Germany –Linz to Bonn:
Rhine in Flames fireworks

Guyana – Arrival Day

Japan – Kodomo no Hi
(Children’s day)

Kygtzstan – Constitution Day

Lebanon – Parliamentary Elections

Mexico – Battle of Puebla Day
(May 5th battle won over French troops)

Netherlands – Bevrijdingsdag
(Liberation from Nazi occupation)

Palau – Senior Citizens’ Day

South Korea – Orininal
(Children’s day)


On This Day in HISTORY

1215 – Rebel barons renounce their allegiance to King John of England, leading to the signing of the Magna Carta

1260 – Kublai Khan, grandson of Genghis Khan, becomes ruler of the Mongol Empire

1494 – On his second voyage, Christopher Columbus sights an island, naming it Santa Gloria (modern-day Jamaica) and claims it for Spain

1646 – English King Charles I, after his army is beaten by Oliver Cromwell’s “New Model Army,” flees (disguised as a servant) putting himself in the hands of the Scottish Presbyterian army besieging Newark. They take him north to Newcastle upon Tyne; nine months later, the Scots make a deal with the parliamentary commissioners and deliver Charles to them

1798 – U.S. Secretary of War William McHenry orders the USS Constitution made ready for sea

1809 – Mary Kies becomes the first woman awarded a U.S. patent in her own name, for a technique to weave straw with silk and thread in hat-making

1813 – Søren Kierkegaard born, Danish philosopher-theologian and poet; regarded as the first existentialist

1818 – Karl Marx born, German philosopher socialist revolutionary, economist and author; The Communist Manifesto and Das Kapital

1824 – Lucy Larcom born, American poet and author, editor of Our Young Folks magazine, writes songs, poems and letters describing life working in the cotton mills, and for her book A New England Girlhood

1830 – John B. Stetson born, American hat manufacturer; develops the ‘Stetson’ cowboy hat

1862 – The Battle of Puebla took place, now celebrated as Cinco de Mayo

1864 – Nellie Bly born, pseudonym of American journalist and author Elizabeth Jane Cochrane, known as a pioneer in the field of investigative journalism, especially for her exposé of conditions in a mental institution, and for her record-breaking trip around the world in 72 days

1865 – The Thirteenth Amendment is ratified, abolishing slavery in the U.S.

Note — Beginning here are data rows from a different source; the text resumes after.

mod engine;

pub use engine::{TimerEngine, TimerState};
//! Injectable wall clock.
//!
//! Streak arithmetic and the timer engine are pure in `now`; components that
//! need the current instant take it from a [`Clock`] collaborator so tests
//! can pin or step time deterministically.

use chrono::{DateTime, Utc};

/// Source of the current instant.
pub trait Clock {
    fn now(&self) -> DateTime<Utc>;
}

/// Production clock backed by the system time.
#[derive(Debug, Clone, Copy, Default)]
pub struct SystemClock;

impl Clock for SystemClock {
    fn now(&self) -> DateTime<Utc> {
        Utc::now()
    }
}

1865 – Helen Maud Merrill born, poet, editor, and author of humorous sketches under the pen name Samantha Spriggins

1882 – Sylvia Pankhurst born, British suffragist and socialist activist, founder of the East London Federation of Suffragettes which eventually becomes the Workers’ Socialist Federation, founder of the newspaper Workers’ Dreadnought

1891 – Music Hall is dedicated in New York City, later renamed Carnegie Hall; the first performer is Pyotr Ilyich Tchaikovsky

1890 – Christopher Morley born, American journalist, author and poet; Parnassus on Wheels and The Haunted Bookshop

1892 – U.S. Congress extends the Geary Chinese Exclusion Act for 10 more years. The act requires all Chinese in the U.S. to be registered or face deportation

1892 – Dorothy Garrod born, English archaeologist who directs excavations at Mount Carmel in Palestine (1929-1934), and conducts Paleolithic research at Gibraltar and in Kurdistan; first woman to hold a chair at University of Cambridge (1939-1952); The Upper Paleolithic of Britain

1893 – The Panic of 1893 – the New York Stock Exchange takes a nosedive; by year’s end, the nation is in a depression

1898 – Elsie Eaves born, American civil engineer; first woman associate member, and first woman admitted to full membership, in the American Society of Civil Engineers (ASCE); founding member of the American Association of Cost Engineering (renamed the Association for the Advancement of Cost Engineering); started her career as a draftsperson for the U.S. Bureau of Public Roads in Colorado, and for the Denver and Rio Grande Railroad, then got her civil engineering degree in 1920 from the University of Colorado. Eaves worked for McGraw-Hill in New York (1926-1963), on the Engineering News-Record and other publications, retiring as the manager of Business News. She created databases on engineering projects and trends across the U.S., before there were computers to compile the information. After retiring from McGraw-Hill, Eaves continued practicing as an adviser on housing costs for the National Commission on Urban Affairs. In 1974, she was honored with the George Norlin Silver Medal, the University of Colorado’s highest alumni award

1900 – Helen Redfield born, American geneticist who did extensive research on Drosophila Melanogaster, the common fruit fly, at Stanford University, Columbia and the California Institute of Technology, then as a research associate at the Institute for Cancer Research (1951-1961)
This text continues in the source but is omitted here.